● Prompt
Transcribe the listing in full. Keep every line exactly as it stands.

*** Opening Supplied material ***

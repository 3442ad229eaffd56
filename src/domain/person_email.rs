use std::fmt::Formatter;

use crate::domain::reject;
use crate::errors::{Field, ValidationError};

/// The key a person is filed under. Only the presence of '@' or '.' is checked.
#[derive(Debug, Clone, PartialEq, Eq, Hash)]
pub struct PersonEmail(String);

impl PersonEmail {
    /// returns a new instance of PersonEmail when the input holds '@' or '.'
    pub fn parse(email: String) -> Result<PersonEmail, ValidationError> {
        match email.contains(['@', '.']) {
            true => Ok(Self(email)),
            false => Err(reject(Field::Email, email)),
        }
    }
}

impl std::fmt::Display for PersonEmail {
    fn fmt(&self, f: &mut Formatter<'_>) -> std::fmt::Result {
        self.0.fmt(f)
    }
}

impl AsRef<str> for PersonEmail {
    fn as_ref(&self) -> &str {
        &self.0
    }
}
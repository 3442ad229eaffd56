pub mod configuration;
pub mod directory;
pub mod domain;
pub mod errors;
pub mod startup;
pub mod telemetry;

pub use directory::{Directory, PersonMut, SharedDirectory};
pub use domain::Person;
pub use errors::{DirectoryError, Field, ValidationError};
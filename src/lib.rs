//! Raw SMS submit-PDU command parsing.
//!
//! An interception layer (out of scope for this crate) sits in front of the
//! phone stack's submit-PDU builder and hands every outgoing message text to
//! [`parse_command`]. Messages using the special syntax
//!
//! ```text
//! sendSmsByRawPDU|<hex-sc-address>|<hex-message>
//! ```
//!
//! carry a complete 3GPP TS 23.040 PDU in hexadecimal: the Service Center
//! address field and the message field. For those, the parser decodes both
//! fields and returns a [`RawPdu`] for the caller to substitute as the
//! builder's result. Everything else — ordinary texts, absent input, or a
//! trigger-prefixed message that fails to parse — routes back to normal
//! processing. Parsing never panics and never surfaces an unhandled error
//! across the interception boundary.
//!
//! ```
//! use rawsms::{ParseOutcome, parse_command};
//!
//! let text = "sendSmsByRawPDU|00|01000A91214365870900000CC8329BFD065DDF72363904";
//! match parse_command(Some(text)) {
//!     ParseOutcome::Pdu(pdu) => {
//!         // Substitute `pdu` for the built submit PDU.
//!         assert_eq!(&pdu.encoded_sc_address[..], &[0x00]);
//!         assert_eq!(pdu.encoded_message.len(), 23);
//!     }
//!     ParseOutcome::NotACommand | ParseOutcome::Malformed(_) => {
//!         // Let the original submit-PDU path run unmodified.
//!     }
//! }
//! ```
//!
//! The parser is purely functional and stateless: every invocation is
//! independent and safe to run concurrently without coordination.

pub mod codec;
pub mod command;
pub mod datatypes;


pub use codec::{CodecError, decode_hex, decode_hex_opt};
pub use command::{
    CommandParser, FIELD_DELIMITER, ParseError, ParseOutcome, RAW_PDU_TRIGGER, parse_command,
};
pub use datatypes::RawPdu;
// Hex codec - converts hexadecimal string fields into raw PDU bytes
//
// This module is the leaf of the crate: a pure decoder from the hex string
// representation used in raw-PDU commands (see 3GPP TS 23.040 for the PDU
// format itself) into byte sequences. It performs no semantic validation of
// the resulting PDU; that is the concern of the telephony stack downstream.

use bytes::{BufMut, Bytes, BytesMut};
use thiserror::Error;

/// Codec errors with enough context to name the offending input
#[derive(Debug, Error, Clone, PartialEq, Eq)]
pub enum CodecError {
    #[error("invalid hex character '{0}'")]
    InvalidChar(char),

    #[error("odd-length hex string ({0} characters), each byte needs two digits")]
    OddLength(usize),
}

/// Decode a string of hex digits into bytes, two characters per byte,
/// high nibble first.
///
/// Accepts `0-9`, `A-F` and `a-f`. The input length must be even: an
/// odd-length string is rejected with [`CodecError::OddLength`] rather than
/// guessing a padding rule for the dangling digit. An empty string decodes
/// to an empty byte sequence.
///
/// ```
/// use rawsms::codec::decode_hex;
///
/// let bytes = decode_hex("01000A").unwrap();
/// assert_eq!(&bytes[..], &[0x01, 0x00, 0x0A]);
/// ```
pub fn decode_hex(s: &str) -> Result<Bytes, CodecError> {
    if s.len() % 2 != 0 {
        return Err(CodecError::OddLength(s.len()));
    }

    let mut buf = BytesMut::with_capacity(s.len() / 2);
    let mut chars = s.chars();
    while let Some(hi) = chars.next() {
        // Even length was checked above, so the pair is always complete.
        let lo = chars.next().ok_or(CodecError::OddLength(s.len()))?;
        buf.put_u8((hex_digit(hi)? << 4) | hex_digit(lo)?);
    }

    Ok(buf.freeze())
}

/// Decode an optional hex field, propagating absence.
///
/// `None` maps to `Ok(None)` without touching the codec, so an absent field
/// never turns into a decode error.
pub fn decode_hex_opt(s: Option<&str>) -> Result<Option<Bytes>, CodecError> {
    s.map(decode_hex).transpose()
}

fn hex_digit(c: char) -> Result<u8, CodecError> {
    match c {
        '0'..='9' => Ok(c as u8 - b'0'),
        'A'..='F' => Ok(c as u8 - b'A' + 10),
        'a'..='f' => Ok(c as u8 - b'a' + 10),
        _ => Err(CodecError::InvalidChar(c)),
    }
}
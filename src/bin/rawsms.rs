//! Diagnostic tool: run the raw-PDU command parser over a message text.
//!
//! ```text
//! rawsms 'sendSmsByRawPDU|00|01000A91214365870900000CC8329BFD065DDF72363904'
//! ```

use std::process::ExitCode;

use rawsms::{ParseOutcome, parse_command};
use tracing::Level;
use tracing_subscriber::FmtSubscriber;

fn main() -> ExitCode {
    let subscriber = FmtSubscriber::builder()
        .with_max_level(Level::DEBUG)
        .finish();
    tracing::subscriber::set_global_default(subscriber)
        .expect("setting default subscriber failed");

    let text = std::env::args().nth(1);
    match parse_command(text.as_deref()) {
        ParseOutcome::Pdu(pdu) => {
            println!("sc_address: {}", hex(&pdu.encoded_sc_address));
            if pdu.sc_address_is_default() {
                println!("            (device default SMSC)");
            }
            println!("message:    {}", hex(&pdu.encoded_message));
            ExitCode::SUCCESS
        }
        ParseOutcome::Malformed(err) => {
            eprintln!("malformed command: {err}");
            ExitCode::FAILURE
        }
        ParseOutcome::NotACommand => {
            println!("not a raw-PDU command; message would be sent as ordinary text");
            ExitCode::SUCCESS
        }
    }
}

fn hex(bytes: &[u8]) -> String {
    bytes.iter().map(|b| format!("{b:02X}")).collect()
}
// Raw submit-PDU result type handed back to the interception layer

use bytes::Bytes;

/// A raw SMS submit PDU assembled from a parsed command.
///
/// Both fields are PDU-encoded per 3GPP TS 23.040 and are decoded together:
/// a `RawPdu` only exists once both hex fields of the command decoded
/// successfully, so it is never partially populated.
#[derive(Clone, Debug, PartialEq, Eq)]
pub struct RawPdu {
    /// Service Center address portion of the PDU
    pub encoded_sc_address: Bytes,
    /// Message portion of the PDU
    pub encoded_message: Bytes,
}

impl RawPdu {
    /// Whether the Service Center address is the single byte `0x00`, the
    /// conventional "use the device default SMSC" marker.
    ///
    /// The parser itself treats `"00"` as an ordinary hex field; this is a
    /// convenience for callers that want to log or branch on the convention.
    pub fn sc_address_is_default(&self) -> bool {
        self.encoded_sc_address.as_ref() == [0x00]
    }
}
aoc_solver::script_main!(aoc_solutions::my_solutions::year_2017::day_02::Solver, 1);
aoc_solver::script_main!(aoc_solutions::my_solutions::year_2017::day_23::Solver, 1);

*** Closing Supplied material ***

● Exercise result
repository 3442ad229eaffd56
filename src/domain/person_email.rs
use std::fmt::Formatter;

use crate::domain::reject;
use crate::errors::{Field, ValidationError};

/// The key a person is filed under. Only the presence of '@' or '.' is checked.
#[derive(Debug, Clone, PartialEq, Eq, Hash)]
pub struct PersonEmail(String);

impl PersonEmail {
    /// returns a new instance of PersonEmail when the input holds '@' or '.'
    pub fn parse(email: String) -> Result<PersonEmail, ValidationError> {
        match email.contains(['@', '.']) {
            true => Ok(Self(email)),
            false => Err(reject(Field::Email, email)),
        }
    }
}

impl std::fmt::Display for PersonEmail {
    fn fmt(&self, f: &mut Formatter<'_>) -> std::fmt::Result {
        self.0.fmt(f)
    }
}

impl AsRef<str> for PersonEmail {
    fn as_ref(&self) -> &str {
        &self.0
    }
}
repository 3442ad229eaffd56
pub mod configuration;
pub mod directory;
pub mod domain;
pub mod errors;
pub mod startup;
pub mod telemetry;

pub use directory::{Directory, PersonMut, SharedDirectory};
pub use domain::Person;
pub use errors::{DirectoryError, Field, ValidationError};
filename src/lib.rs
//! Raw SMS submit-PDU command parsing.
//!
//! An interception layer (out of scope for this crate) sits in front of the
//! phone stack's submit-PDU builder and hands every outgoing message text to
//! [`parse_command`]. Messages using the special syntax
//!
//! ```text
//! sendSmsByRawPDU|<hex-sc-address>|<hex-message>
//! ```
//!
//! carry a complete 3GPP TS 23.040 PDU in hexadecimal: the Service Center
//! address field and the message field. For those, the parser decodes both
//! fields and returns a [`RawPdu`] for the caller to substitute as the
//! builder's result. Everything else — ordinary texts, absent input, or a
//! trigger-prefixed message that fails to parse — routes back to normal
//! processing. Parsing never panics and never surfaces an unhandled error
//! across the interception boundary.
//!
//! ```
//! use rawsms::{ParseOutcome, parse_command};
//!
//! let text = "sendSmsByRawPDU|00|01000A91214365870900000CC8329BFD065DDF72363904";
//! match parse_command(Some(text)) {
//!     ParseOutcome::Pdu(pdu) => {
//!         // Substitute `pdu` for the built submit PDU.
//!         assert_eq!(&pdu.encoded_sc_address[..], &[0x00]);
//!         assert_eq!(pdu.encoded_message.len(), 23);
//!     }
//!     ParseOutcome::NotACommand | ParseOutcome::Malformed(_) => {
//!         // Let the original submit-PDU path run unmodified.
//!     }
//! }
//! ```
//!
//! The parser is purely functional and stateless: every invocation is
//! independent and safe to run concurrently without coordination.

pub mod codec;
pub mod command;
pub mod datatypes;


pub use codec::{CodecError, decode_hex, decode_hex_opt};
pub use command::{
    CommandParser, FIELD_DELIMITER, ParseError, ParseOutcome, RAW_PDU_TRIGGER, parse_command,
};
pub use datatypes::RawPdu;
// Hex codec - converts hexadecimal string fields into raw PDU bytes
//
// This module is the leaf of the crate: a pure decoder from the hex string
// representation used in raw-PDU commands (see 3GPP TS 23.040 for the PDU
// format itself) into byte sequences. It performs no semantic validation of
// the resulting PDU; that is the concern of the telephony stack downstream.

use bytes::{BufMut, Bytes, BytesMut};
use thiserror::Error;

/// Codec errors with enough context to name the offending input
#[derive(Debug, Error, Clone, PartialEq, Eq)]
pub enum CodecError {
    #[error("invalid hex character '{0}'")]
    InvalidChar(char),

    #[error("odd-length hex string ({0} characters), each byte needs two digits")]
    OddLength(usize),
}

/// Decode a string of hex digits into bytes, two characters per byte,
/// high nibble first.
///
/// Accepts `0-9`, `A-F` and `a-f`. The input length must be even: an
/// odd-length string is rejected with [`CodecError::OddLength`] rather than
/// guessing a padding rule for the dangling digit. An empty string decodes
/// to an empty byte sequence.
///
/// ```
/// use rawsms::codec::decode_hex;
///
/// let bytes = decode_hex("01000A").unwrap();
/// assert_eq!(&bytes[..], &[0x01, 0x00, 0x0A]);
/// ```
pub fn decode_hex(s: &str) -> Result<Bytes, CodecError> {
    if s.len() % 2 != 0 {
        return Err(CodecError::OddLength(s.len()));
    }

    let mut buf = BytesMut::with_capacity(s.len() / 2);
    let mut chars = s.chars();
    while let Some(hi) = chars.next() {
        // Even length was checked above, so the pair is always complete.
        let lo = chars.next().ok_or(CodecError::OddLength(s.len()))?;
        buf.put_u8((hex_digit(hi)? << 4) | hex_digit(lo)?);
    }

    Ok(buf.freeze())
}

/// Decode an optional hex field, propagating absence.
///
/// `None` maps to `Ok(None)` without touching the codec, so an absent field
/// never turns into a decode error.
pub fn decode_hex_opt(s: Option<&str>) -> Result<Option<Bytes>, CodecError> {
    s.map(decode_hex).transpose()
}

fn hex_digit(c: char) -> Result<u8, CodecError> {
    match c {
        '0'..='9' => Ok(c as u8 - b'0'),
        'A'..='F' => Ok(c as u8 - b'A' + 10),
        'a'..='f' => Ok(c as u8 - b'a' + 10),
        _ => Err(CodecError::InvalidChar(c)),
    }
}
filename src/bin/rawsms.rs
//! Diagnostic tool: run the raw-PDU command parser over a message text.
//!
//! ```text
//! rawsms 'sendSmsByRawPDU|00|01000A91214365870900000CC8329BFD065DDF72363904'
//! ```

use std::process::ExitCode;

use rawsms::{ParseOutcome, parse_command};
use tracing::Level;
use tracing_subscriber::FmtSubscriber;

fn main() -> ExitCode {
    let subscriber = FmtSubscriber::builder()
        .with_max_level(Level::DEBUG)
        .finish();
    tracing::subscriber::set_global_default(subscriber)
        .expect("setting default subscriber failed");

    let text = std::env::args().nth(1);
    match parse_command(text.as_deref()) {
        ParseOutcome::Pdu(pdu) => {
            println!("sc_address: {}", hex(&pdu.encoded_sc_address));
            if pdu.sc_address_is_default() {
                println!("            (device default SMSC)");
            }
            println!("message:    {}", hex(&pdu.encoded_message));
            ExitCode::SUCCESS
        }
        ParseOutcome::Malformed(err) => {
            eprintln!("malformed command: {err}");
            ExitCode::FAILURE
        }
        ParseOutcome::NotACommand => {
            println!("not a raw-PDU command; message would be sent as ordinary text");
            ExitCode::SUCCESS
        }
    }
}

fn hex(bytes: &[u8]) -> String {
    bytes.iter().map(|b| format!("{b:02X}")).collect()
}
// Raw submit-PDU result type handed back to the interception layer

use bytes::Bytes;

/// A raw SMS submit PDU assembled from a parsed command.
///
/// Both fields are PDU-encoded per 3GPP TS 23.040 and are decoded together:
/// a `RawPdu` only exists once both hex fields of the command decoded
/// successfully, so it is never partially populated.
#[derive(Clone, Debug, PartialEq, Eq)]
pub struct RawPdu {
    /// Service Center address portion of the PDU
    pub encoded_sc_address: Bytes,
    /// Message portion of the PDU
    pub encoded_message: Bytes,
}

impl RawPdu {
    /// Whether the Service Center address is the single byte `0x00`, the
    /// conventional "use the device default SMSC" marker.
    ///
    /// The parser itself treats `"00"` as an ordinary hex field; this is a
    /// convenience for callers that want to log or branch on the convention.
    pub fn sc_address_is_default(&self) -> bool {
        self.encoded_sc_address.as_ref() == [0x00]
    }
}
aoc_solver::script_main!(aoc_solutions::my_solutions::year_2017::day_02::Solver, 1);
aoc_solver::script_main!(aoc_solutions::my_solutions::year_2017::day_23::Solver, 1);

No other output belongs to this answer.